Municípios como Nova Lima, Sete Lagoas e Sabará insistem em lançar toda essa carga pesada sobre a bacia, embora prometam mudança. Para complicar, a própria Feam apontou que um quarto das estações de tratamento de esgoto (ETEs) da bacia do Velhas funcionam em condições precárias. Na foz do Ribeirão Arrudas, que corta BH e Sabará, na região metropolitana, é onde se tem, de fato, a dimensão do estrago. Em ambiente tomado pelo cheiro de podridão, a visão é de um canal cinza carregado de fezes indo ao encontro do amarronzado Velhas. As águas pretas e espumosas do Ribeirão do Onça, que recebe os dejetos de Contagem e das regiões Norte e Pampulha de BH, não ficam longe e o esgoto desponta num cenário de cascatas e corredeiras. No meio do esgoto, Oswaldo Teixeira, de 42 anos, ganha a vida extraindo areia do Onça. “É só beber uma cachaça que mata tudo”, acredita, referindo-se à possibilidade de contaminação.

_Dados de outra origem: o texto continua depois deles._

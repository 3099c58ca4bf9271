//! Client configuration
//!
//! Configuration is supplied at construction time and is immutable for the
//! client's lifetime. Per-call retry overrides never touch the client's
//! configuration: they are merged with the defaults into a fresh
//! [`RetryPolicy`] value for that call only.

use crate::error::{Error, Result};
use url::Url;

/// Default base URL of the API
pub const DEFAULT_BASE_URL: &str = "https://api.cloudnode.pro/v5/";

/// Default number of automatic retries for a failed call
pub const DEFAULT_MAX_RETRIES: u32 = 3;

/// Default upper bound, in seconds, on an acceptable server retry hint
pub const DEFAULT_MAX_RETRY_DELAY: u64 = 5;

// ============================================================================
// Client Configuration
// ============================================================================

/// Configuration for the API client
#[derive(Debug, Clone)]
pub struct ClientConfig {
    /// Base URL all operation paths are resolved against
    pub base_url: Url,
    /// Whether failed calls are automatically retried
    pub auto_retry: bool,
    /// Maximum acceptable server-hinted retry delay, in seconds. Hints
    /// above this bound surface the failure immediately.
    pub max_retry_delay: u64,
    /// Maximum number of retries after the initial attempt
    pub max_retries: u32,
}

impl Default for ClientConfig {
    fn default() -> Self {
        Self {
            base_url: Url::parse(DEFAULT_BASE_URL).expect("default base URL is valid"),
            auto_retry: true,
            max_retry_delay: DEFAULT_MAX_RETRY_DELAY,
            max_retries: DEFAULT_MAX_RETRIES,
        }
    }
}

impl ClientConfig {
    /// Create a new config builder
    pub fn builder() -> ClientConfigBuilder {
        ClientConfigBuilder::default()
    }

    /// Resolve the effective retry policy for one call.
    ///
    /// Unset override fields fall back to the client's configured values.
    /// The result is a new value; neither input is modified.
    pub fn retry_policy(&self, overrides: Option<&RetryOverrides>) -> RetryPolicy {
        let overrides = overrides.cloned().unwrap_or_default();
        RetryPolicy {
            auto_retry: overrides.auto_retry.unwrap_or(self.auto_retry),
            max_retry_delay: overrides.max_retry_delay.unwrap_or(self.max_retry_delay),
            max_retries: overrides.max_retries.unwrap_or(self.max_retries),
        }
    }
}

/// Builder for the client config
#[derive(Debug, Default)]
pub struct ClientConfigBuilder {
    base_url: Option<String>,
    auto_retry: Option<bool>,
    max_retry_delay: Option<u64>,
    max_retries: Option<u32>,
}

impl ClientConfigBuilder {
    /// Set the base URL
    #[must_use]
    pub fn base_url(mut self, url: impl Into<String>) -> Self {
        self.base_url = Some(url.into());
        self
    }

    /// Enable or disable automatic retries
    #[must_use]
    pub fn auto_retry(mut self, enabled: bool) -> Self {
        self.auto_retry = Some(enabled);
        self
    }

    /// Set the maximum acceptable retry delay in seconds
    #[must_use]
    pub fn max_retry_delay(mut self, seconds: u64) -> Self {
        self.max_retry_delay = Some(seconds);
        self
    }

    /// Set the maximum number of retries
    #[must_use]
    pub fn max_retries(mut self, retries: u32) -> Self {
        self.max_retries = Some(retries);
        self
    }

    /// Build the config
    pub fn build(self) -> Result<ClientConfig> {
        let defaults = ClientConfig::default();
        let base_url = match self.base_url {
            // A base URL without a trailing slash would swallow its last
            // segment on join, so normalize here.
            Some(url) if url.ends_with('/') => Url::parse(&url)?,
            Some(url) => Url::parse(&format!("{url}/"))?,
            None => defaults.base_url,
        };
        if base_url.cannot_be_a_base() {
            return Err(Error::config(format!("cannot use {base_url} as a base URL")));
        }
        Ok(ClientConfig {
            base_url,
            auto_retry: self.auto_retry.unwrap_or(defaults.auto_retry),
            max_retry_delay: self.max_retry_delay.unwrap_or(defaults.max_retry_delay),
            max_retries: self.max_retries.unwrap_or(defaults.max_retries),
        })
    }
}

// ============================================================================
// Per-Call Retry Overrides
// ============================================================================

/// Partial retry configuration for a single call
///
/// Any field left unset falls back to the client's configuration.
#[derive(Debug, Clone, Default)]
pub struct RetryOverrides {
    /// Override the auto-retry flag
    pub auto_retry: Option<bool>,
    /// Override the maximum acceptable retry delay in seconds
    pub max_retry_delay: Option<u64>,
    /// Override the maximum number of retries
    pub max_retries: Option<u32>,
}

impl RetryOverrides {
    /// Create an empty override set
    pub fn new() -> Self {
        Self::default()
    }

    /// Enable or disable automatic retries for this call
    #[must_use]
    pub fn auto_retry(mut self, enabled: bool) -> Self {
        self.auto_retry = Some(enabled);
        self
    }

    /// Set the maximum acceptable retry delay for this call
    #[must_use]
    pub fn max_retry_delay(mut self, seconds: u64) -> Self {
        self.max_retry_delay = Some(seconds);
        self
    }

    /// Set the maximum number of retries for this call
    #[must_use]
    pub fn max_retries(mut self, retries: u32) -> Self {
        self.max_retries = Some(retries);
        self
    }
}

/// Effective retry policy for one call, resolved from the client
/// configuration and any per-call overrides
#[derive(Debug, Clone, Copy, PartialEq, Eq)]
pub struct RetryPolicy {
    /// Whether failed calls are retried at all
    pub auto_retry: bool,
    /// Maximum acceptable server-hinted delay, in seconds
    pub max_retry_delay: u64,
    /// Maximum number of retries after the initial attempt
    pub max_retries: u32,
}

#[cfg(test)]
mod tests {
    use super::*;
    use pretty_assertions::assert_eq;

    #[test]
    fn test_default_config() {
        let config = ClientConfig::default();
        assert_eq!(config.base_url.as_str(), DEFAULT_BASE_URL);
        assert!(config.auto_retry);
        assert_eq!(config.max_retry_delay, 5);
        assert_eq!(config.max_retries, 3);
    }

    #[test]
    fn test_builder_normalizes_trailing_slash() {
        let config = ClientConfig::builder()
            .base_url("https://api.example.com/v5")
            .build()
            .unwrap();
        assert_eq!(config.base_url.as_str(), "https://api.example.com/v5/");
    }

    #[test]
    fn test_builder_rejects_invalid_url() {
        assert!(ClientConfig::builder().base_url("not a url").build().is_err());
    }

    #[test]
    fn test_retry_policy_defaults() {
        let config = ClientConfig::default();
        let policy = config.retry_policy(None);
        assert_eq!(
            policy,
            RetryPolicy {
                auto_retry: true,
                max_retry_delay: 5,
                max_retries: 3
            }
        );
    }

    #[test]
    fn test_retry_policy_merge_is_pure() {
        let config = ClientConfig::builder()
            .max_retries(10)
            .build()
            .unwrap();
        let overrides = RetryOverrides::new().auto_retry(false).max_retry_delay(30);

        let policy = config.retry_policy(Some(&overrides));
        assert!(!policy.auto_retry);
        assert_eq!(policy.max_retry_delay, 30);
        // Unset field falls back to the client's value
        assert_eq!(policy.max_retries, 10);

        // Neither input changed
        assert!(config.auto_retry);
        assert_eq!(overrides.max_retries, None);
    }
}
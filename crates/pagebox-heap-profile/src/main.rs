//! DHAT heap profiler for pagebox.
//!
//! Profiles allocation patterns of the layout pipeline over a synthetic
//! document: segment -> pack lines -> lay out -> paginate -> snapshot.
//!
//! Usage:
//!   cargo run -p pagebox-heap-profile --release -- [OPTIONS]
//!
//! Outputs dhat-<phase>.json in the output directory (default: target/memory).
//! Open in https://nnethercote.github.io/dh_view/dh_view.html

#[global_allocator]
static ALLOC: dhat::Alloc = dhat::Alloc;

use std::path::PathBuf;
use std::sync::Arc;

use pagebox::{
    BoxType, HeuristicTextMeasurer, LayoutConfig, LayoutEngine, NodeId, PageGrid, PaginationPass,
    RenderTree, TextSegmenter, TextStyle,
};
use pagebox_snapshot::PageSnapshot;

const PAGE_WIDTH: f32 = 480.0;
const PAGE_HEIGHT: f32 = 800.0;
const SAMPLE_TEXT: &str = "It was a bright cold day in April, and the clocks were striking \
thirteen. Winston Smith, his chin nuzzled into his breast in an effort to escape the vile \
wind, slipped quickly through the glass doors of Victory Mansions, though not quickly \
enough to prevent a swirl of gritty dust from entering along with him.";

#[derive(Clone, Copy, PartialEq, Eq)]
enum Phase {
    Segment,
    Layout,
    Paginate,
    Full,
}

impl Phase {
    fn from_str(s: &str) -> Option<Self> {
        match s {
            "segment" => Some(Self::Segment),
            "layout" => Some(Self::Layout),
            "paginate" => Some(Self::Paginate),
            "full" => Some(Self::Full),
            _ => None,
        }
    }

    fn name(self) -> &'static str {
        match self {
            Self::Segment => "segment",
            Self::Layout => "layout",
            Self::Paginate => "paginate",
            Self::Full => "full",
        }
    }
}

fn build_document(tree: &mut RenderTree, paragraphs: usize) -> NodeId {
    let page = tree.create_box(BoxType::LogicalPage);
    let mut segmenter = TextSegmenter::new(Arc::new(HeuristicTextMeasurer));
    let style = Arc::new(TextStyle::default());
    for _ in 0..paragraphs {
        let paragraph = tree.create_box(BoxType::Paragraph);
        let pool = tree.create_box(BoxType::Auto);
        tree.add_child(page, paragraph)
            .unwrap_or_else(|e| panic!("link paragraph: {}", e));
        tree.add_child(paragraph, pool)
            .unwrap_or_else(|e| panic!("link pool: {}", e));
        segmenter.begin_paragraph();
        segmenter
            .segment_into(tree, pool, SAMPLE_TEXT, &style)
            .unwrap_or_else(|e| panic!("segment: {}", e));
    }
    page
}

fn profile(phase: Phase, paragraphs: usize) {
    let config = LayoutConfig::for_page(PAGE_WIDTH, PAGE_HEIGHT);
    let mut tree = RenderTree::with_capacity(paragraphs * 128);
    let page = build_document(&mut tree, paragraphs);
    if phase == Phase::Segment {
        return;
    }

    LayoutEngine::new(config)
        .layout(&mut tree, page)
        .unwrap_or_else(|e| panic!("layout: {}", e));
    if phase == Phase::Layout {
        return;
    }

    let summary = PaginationPass::new(PageGrid::from_config(&config))
        .run(&mut tree, page)
        .unwrap_or_else(|e| panic!("paginate: {}", e));
    eprintln!(
        "  pages={} pushes={} shift={:.1}",
        summary.page_count, summary.pushes, summary.total_shift
    );
    if phase == Phase::Paginate {
        return;
    }

    let snapshot = PageSnapshot::capture(&tree, page).unwrap_or_else(|e| panic!("capture: {}", e));
    let physical = snapshot.split_pages(&PageGrid::from_config(&config));
    if physical.is_empty() {
        panic!("snapshot produced zero physical pages");
    }
}

fn usage() {
    eprintln!("Usage: heap-profile [OPTIONS]");
    eprintln!();
    eprintln!("Options:");
    eprintln!("  --phase <segment|layout|paginate|full>  Pipeline phase to profile (default: full)");
    eprintln!("  --paragraphs <N>                        Paragraphs in the synthetic document (default: 200)");
    eprintln!("  --out-dir <DIR>                         Output directory for dhat JSON (default: target/memory)");
}

fn main() {
    let args: Vec<String> = std::env::args().skip(1).collect();

    let mut phase = Phase::Full;
    let mut paragraphs = 200usize;
    let mut out_dir = PathBuf::from("target/memory");
    let mut i = 0;

    while i < args.len() {
        let value = args.get(i + 1);
        match (args[i].as_str(), value) {
            ("--phase", Some(value)) => {
                phase = Phase::from_str(value).unwrap_or_else(|| {
                    eprintln!("Unknown phase: {}", value);
                    usage();
                    std::process::exit(1);
                });
                i += 1;
            }
            ("--paragraphs", Some(value)) => {
                paragraphs = value.parse().unwrap_or_else(|_| {
                    eprintln!("Invalid paragraph count: {}", value);
                    std::process::exit(1);
                });
                i += 1;
            }
            ("--out-dir", Some(value)) => {
                out_dir = PathBuf::from(value);
                i += 1;
            }
            ("--help" | "-h", _) => {
                usage();
                std::process::exit(0);
            }
            (other, _) => {
                eprintln!("Unknown argument: {}", other);
                usage();
                std::process::exit(1);
            }
        }
        i += 1;
    }

    std::fs::create_dir_all(&out_dir).unwrap_or_else(|e| {
        eprintln!("Failed to create output dir {}: {}", out_dir.display(), e);
        std::process::exit(1);
    });

    let json_path = out_dir.join(format!("dhat-{}.json", phase.name()));
    eprintln!(
        "heap-profile: phase={}, paragraphs={}, out={}",
        phase.name(),
        paragraphs,
        out_dir.display()
    );
    {
        let _profiler = dhat::Profiler::builder().file_name(json_path.clone()).build();
        profile(phase, paragraphs);
        // _profiler drops here, writes JSON
    }
    eprintln!(
        "Done. Open {} in https://nnethercote.github.io/dh_view/dh_view.html",
        json_path.display()
    );
}
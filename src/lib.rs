//! Paginated render-box layout.
//!
//! `pagebox` turns a tree of styled content into positioned boxes spread over
//! physical pages. Text runs are segmented into text and spacer leaves, packed
//! into line boxes, the page box is laid out top to bottom, and a pagination
//! pass pushes unbreakable content below page boundaries.
//!
//! ```
//! use std::sync::Arc;
//!
//! use pagebox::{
//!     BoxType, LayoutConfig, LayoutEngine, MonospaceMeasurer, PageGrid, PaginationPass,
//!     RenderTree, TextSegmenter, TextStyle,
//! };
//!
//! # fn main() -> Result<(), pagebox::LayoutError> {
//! let config = LayoutConfig::for_page(300.0, 200.0);
//! let mut tree = RenderTree::new();
//! let page = tree.create_box(BoxType::LogicalPage);
//! let paragraph = tree.create_box(BoxType::Paragraph);
//! let pool = tree.create_box(BoxType::Auto);
//! tree.add_child(page, paragraph)?;
//! tree.add_child(paragraph, pool)?;
//!
//! let mut segmenter = TextSegmenter::new(Arc::new(MonospaceMeasurer { advance_px: 8.0 }));
//! let style = Arc::new(TextStyle::default());
//! segmenter.segment_into(&mut tree, pool, "Lines are packed greedily.", &style)?;
//!
//! LayoutEngine::new(config).layout(&mut tree, page)?;
//! let summary = PaginationPass::new(PageGrid::from_config(&config)).run(&mut tree, page)?;
//! assert_eq!(summary.page_count, 1);
//! tree.validate(page)?;
//! # Ok(())
//! # }
//! ```

#![cfg_attr(
    not(test),
    deny(
        clippy::disallowed_methods,
        clippy::expect_used,
        clippy::unwrap_used,
        clippy::panic,
        clippy::panic_in_result_fn,
        clippy::todo,
        clippy::unimplemented
    )
)]

mod alignment;
mod chunk;
mod config;
mod error;
mod layout;
mod non_auto;
mod pagination;
mod paragraph;
mod render_node;
mod render_tree;
mod sequence;
mod shift_state;
mod text;

pub use alignment::{AlignmentProcessor, LineWindow, TextAlign};
pub use chunk::{AlignmentChunk, ChunkIterator};
pub use config::{LayoutConfig, PageGrid};
pub use error::LayoutError;
pub use layout::LayoutEngine;
pub use non_auto::NonAutoBoxIterator;
pub use pagination::{PaginationPass, PaginationSummary};
pub use paragraph::ParagraphLayout;
pub use render_node::{
    BoxData, BoxType, Geometry, InstanceId, Insets, NodeId, NodeKind, NodeType, RenderNode,
    RenderableText, SpacerNode,
};
pub use render_tree::{Children, Descendants, RenderTree};
pub use sequence::{ElementKind, InlineSequenceElement, SequenceList};
pub use shift_state::{
    PaginationShiftStatePool, ShiftPropagation, ShiftStateId, ShiftStateKind,
};
pub use text::{
    HeuristicTextMeasurer, MonospaceMeasurer, TextExtents, TextMeasurer, TextSegmenter,
    TextStyle, WhiteSpace,
};
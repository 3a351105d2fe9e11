//! Renderable text segmentation.
//!
//! Turns runs of text into text and spacer leaves. Break opportunities come
//! from UAX #14 and are only honoured on grapheme cluster boundaries, so a
//! combining sequence or an emoji ZWJ sequence never ends up split across two
//! leaves.

use std::collections::BTreeSet;
use std::sync::Arc;

use unicode_linebreak::{linebreaks, BreakOpportunity};
use unicode_segmentation::UnicodeSegmentation;

use crate::error::LayoutError;
use crate::render_node::{NodeId, SpacerNode};
use crate::render_tree::RenderTree;

/// Whitespace handling for a text run.
#[derive(Clone, Copy, Debug, Default, PartialEq, Eq)]
pub enum WhiteSpace {
    /// Runs of whitespace collapse into one spacer; leading whitespace of a
    /// paragraph is dropped.
    #[default]
    Collapse,
    /// Every whitespace grapheme becomes its own spacer.
    Preserve,
    /// Whitespace is dropped; it still ends the current word.
    Discard,
}

/// Resolved text style attached to text leaves.
#[derive(Clone, Debug, PartialEq)]
pub struct TextStyle {
    pub family: String,
    pub size_px: f32,
    pub weight: u16,
    pub italic: bool,
    /// Line height as a multiple of `size_px`.
    pub line_height: f32,
    pub letter_spacing: f32,
    pub white_space: WhiteSpace,
}

impl TextStyle {
    pub fn line_height_px(&self) -> f32 {
        (self.size_px * self.line_height).max(0.0)
    }
}

impl Default for TextStyle {
    fn default() -> Self {
        Self {
            family: "serif".to_string(),
            size_px: 16.0,
            weight: 400,
            italic: false,
            line_height: 1.2,
            letter_spacing: 0.0,
            white_space: WhiteSpace::Collapse,
        }
    }
}

/// Minimum and maximum advance of a measured run.
#[derive(Clone, Copy, Debug, Default, PartialEq)]
pub struct TextExtents {
    pub min_width: f32,
    pub max_width: f32,
}

/// Font metrics collaborator.
///
/// Implementations must be pure: the same text and style always measure the
/// same. Widths must be finite and non-negative.
pub trait TextMeasurer: Send + Sync {
    /// Advance width of `text` rendered with `style`.
    fn measure_text_px(&self, text: &str, style: &TextStyle) -> f32;

    /// Minimum/maximum width pair. Defaults to the plain advance for both.
    fn text_extents(&self, text: &str, style: &TextStyle) -> TextExtents {
        let width = self.measure_text_px(text, style);
        TextExtents {
            min_width: width,
            max_width: width,
        }
    }
}

/// Glyph-class width estimate used when no font backend is installed.
#[derive(Clone, Copy, Debug, Default)]
pub struct HeuristicTextMeasurer;

impl TextMeasurer for HeuristicTextMeasurer {
    fn measure_text_px(&self, text: &str, style: &TextStyle) -> f32 {
        let family = style.family.to_ascii_lowercase();
        let monospace = family.contains("mono") || family.contains("fixed");
        let mut em = 0.0f32;
        let mut glyphs = 0usize;
        for ch in text.chars() {
            glyphs += 1;
            em += if monospace {
                0.6
            } else {
                proportional_em_width(ch)
            };
        }
        if glyphs == 0 {
            return 0.0;
        }
        let mut scale = 1.0;
        if style.weight >= 700 {
            scale += 0.04;
        }
        if style.italic {
            scale += 0.01;
        }
        em * style.size_px * scale + (glyphs as f32 - 1.0) * style.letter_spacing
    }
}

fn proportional_em_width(ch: char) -> f32 {
    match ch {
        ' ' | '\u{00A0}' => 0.3,
        '\t' => 1.2,
        'i' | 'j' | 'l' | 'I' | '|' | '!' | '.' | ',' | ':' | ';' | '\'' => 0.25,
        'f' | 'r' | 't' | '-' | '(' | ')' | '[' | ']' => 0.33,
        'm' | 'w' | 'M' | 'W' | '@' | '%' => 0.78,
        c if c.is_ascii_uppercase() => 0.66,
        c if c.is_ascii_digit() || c.is_ascii_lowercase() => 0.52,
        c if c.is_ascii_punctuation() => 0.4,
        _ => 0.6,
    }
}

/// Every grapheme cluster advances by the same amount, whitespace included.
#[derive(Clone, Copy, Debug, PartialEq)]
pub struct MonospaceMeasurer {
    pub advance_px: f32,
}

impl TextMeasurer for MonospaceMeasurer {
    fn measure_text_px(&self, text: &str, _style: &TextStyle) -> f32 {
        text.graphemes(true).count() as f32 * self.advance_px
    }
}

/// Converts text runs into text and spacer leaves.
///
/// Collapse state carries over between calls so a paragraph delivered as
/// several runs collapses whitespace across run boundaries. Call
/// [`begin_paragraph`](Self::begin_paragraph) between paragraphs.
pub struct TextSegmenter {
    measurer: Arc<dyn TextMeasurer>,
    after_whitespace: bool,
}

impl core::fmt::Debug for TextSegmenter {
    fn fmt(&self, f: &mut core::fmt::Formatter<'_>) -> core::fmt::Result {
        f.debug_struct("TextSegmenter")
            .field("after_whitespace", &self.after_whitespace)
            .finish()
    }
}

impl TextSegmenter {
    pub fn new(measurer: Arc<dyn TextMeasurer>) -> Self {
        Self {
            measurer,
            after_whitespace: true,
        }
    }

    pub fn measurer(&self) -> &Arc<dyn TextMeasurer> {
        &self.measurer
    }

    /// Reset collapse state; leading whitespace of the next run is dropped.
    pub fn begin_paragraph(&mut self) {
        self.after_whitespace = true;
    }

    /// Segment `text` into new, unlinked leaves in reading order.
    pub fn segment(
        &mut self,
        tree: &mut RenderTree,
        text: &str,
        style: &Arc<TextStyle>,
    ) -> Result<Vec<NodeId>, LayoutError> {
        let mut out = Vec::with_capacity(text.len() / 4 + 1);
        let breaks: BTreeSet<usize> = linebreaks(text)
            .filter(|(offset, kind)| {
                *kind == BreakOpportunity::Allowed && *offset > 0 && *offset < text.len()
            })
            .map(|(offset, _)| offset)
            .collect();
        let height = style.line_height_px();
        let mut word_start: Option<usize> = None;

        for (offset, grapheme) in text.grapheme_indices(true) {
            if is_breaking_whitespace(grapheme) {
                if let Some(start) = word_start.take() {
                    self.push_text(tree, &mut out, &text[start..offset], style, height)?;
                }
                self.push_whitespace(tree, &mut out, grapheme, style, height)?;
                continue;
            }
            if let Some(start) = word_start {
                if breaks.contains(&offset) {
                    self.push_text(tree, &mut out, &text[start..offset], style, height)?;
                    word_start = Some(offset);
                }
            } else {
                word_start = Some(offset);
            }
        }
        if let Some(start) = word_start {
            self.push_text(tree, &mut out, &text[start..], style, height)?;
        }
        Ok(out)
    }

    /// Segment `text` and append the leaves to `parent`.
    pub fn segment_into(
        &mut self,
        tree: &mut RenderTree,
        parent: NodeId,
        text: &str,
        style: &Arc<TextStyle>,
    ) -> Result<usize, LayoutError> {
        tree.box_data(parent)?;
        let nodes = self.segment(tree, text, style)?;
        for &node in &nodes {
            tree.add_child(parent, node)?;
        }
        Ok(nodes.len())
    }

    fn push_text(
        &mut self,
        tree: &mut RenderTree,
        out: &mut Vec<NodeId>,
        text: &str,
        style: &Arc<TextStyle>,
        height: f32,
    ) -> Result<(), LayoutError> {
        let extents = self.checked_extents(text, style)?;
        let node = tree.create_text(text, Arc::clone(style), extents.max_width, height);
        tree.geometry_mut(node)?.min_chunk_width = extents.min_width;
        out.push(node);
        self.after_whitespace = false;
        Ok(())
    }

    fn push_whitespace(
        &mut self,
        tree: &mut RenderTree,
        out: &mut Vec<NodeId>,
        grapheme: &str,
        style: &Arc<TextStyle>,
        height: f32,
    ) -> Result<(), LayoutError> {
        match style.white_space {
            WhiteSpace::Discard => Ok(()),
            WhiteSpace::Collapse => {
                if self.after_whitespace {
                    return Ok(());
                }
                let width = self.checked_extents(" ", style)?.min_width;
                out.push(tree.create_spacer(SpacerNode::new(width), height));
                self.after_whitespace = true;
                Ok(())
            }
            WhiteSpace::Preserve => {
                let width = self.checked_extents(grapheme, style)?.min_width;
                let mut spacer = SpacerNode::new(width);
                spacer.break_weight = SpacerNode::PRESERVED_BREAK_WEIGHT;
                out.push(tree.create_spacer(spacer, height));
                self.after_whitespace = true;
                Ok(())
            }
        }
    }

    fn checked_extents(&self, text: &str, style: &TextStyle) -> Result<TextExtents, LayoutError> {
        let extents = self.measurer.text_extents(text, style);
        for width in [extents.min_width, extents.max_width] {
            if !width.is_finite() || width < 0.0 {
                return Err(LayoutError::InvalidMeasurement {
                    text: text.to_string(),
                    width,
                });
            }
        }
        Ok(TextExtents {
            min_width: extents.min_width.min(extents.max_width),
            max_width: extents.max_width.max(extents.min_width),
        })
    }
}

/// Whitespace that offers a break. No-break spaces stay part of the word.
fn is_breaking_whitespace(grapheme: &str) -> bool {
    grapheme
        .chars()
        .all(|c| c.is_whitespace() && !matches!(c, '\u{00A0}' | '\u{2007}' | '\u{202F}'))
}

Atualmente, segundo a Copasa, BH coleta 96% e trata 75% do esgoto. Já Contagem, outro município de peso, coleta 89% e trata 78% dos dejetos. “É importante que o tratamento seja complementado pela desinfecção e remova também os organismos patogênicos”, afirma Marcos von Sperling, professor titular do Departamento de Engenharia Sanitária e Ambiental da Universidade Federal de Minas Gerais (UFMG). “É preciso levar o esgoto até a ETE. Rio não é lixeira. Temos que respeitar o direito à vida do ecossistema”, afirma o fundador do Projeto Manuelzão da UFMG, que propôs a Meta 2010 e luta pela revitalização da bacia, Apolo Heringer Lisboa.
E, se há respeito, o curso d’água responde. Pelo menos é o que relata o amigo do rio, como gosta de ser chamado Valter Valério, de 66, dono de um trailer de sanduíche no encontro dos rios Caeté-Sabará e Velhas, em Sabará. “Se o poder público fizer mais, os peixes vão pular direto para a panela”, diz. Biólogo do Projeto Manuelzão, Carlos Bernardo Mascarenhas afirma que, depois do início do tratamento do esgoto de BH, espécies como dourado e matrinxã já estão conseguindo subir o rio até próximo a Nova Lima. “Mas, se para os peixes os resultados animam, para os bentons (invertebrados que vivem no fundo do rio) nem tanto. Áreas preservadas têm uma riqueza de espécies que nem se compara com as demais regiões”, diz.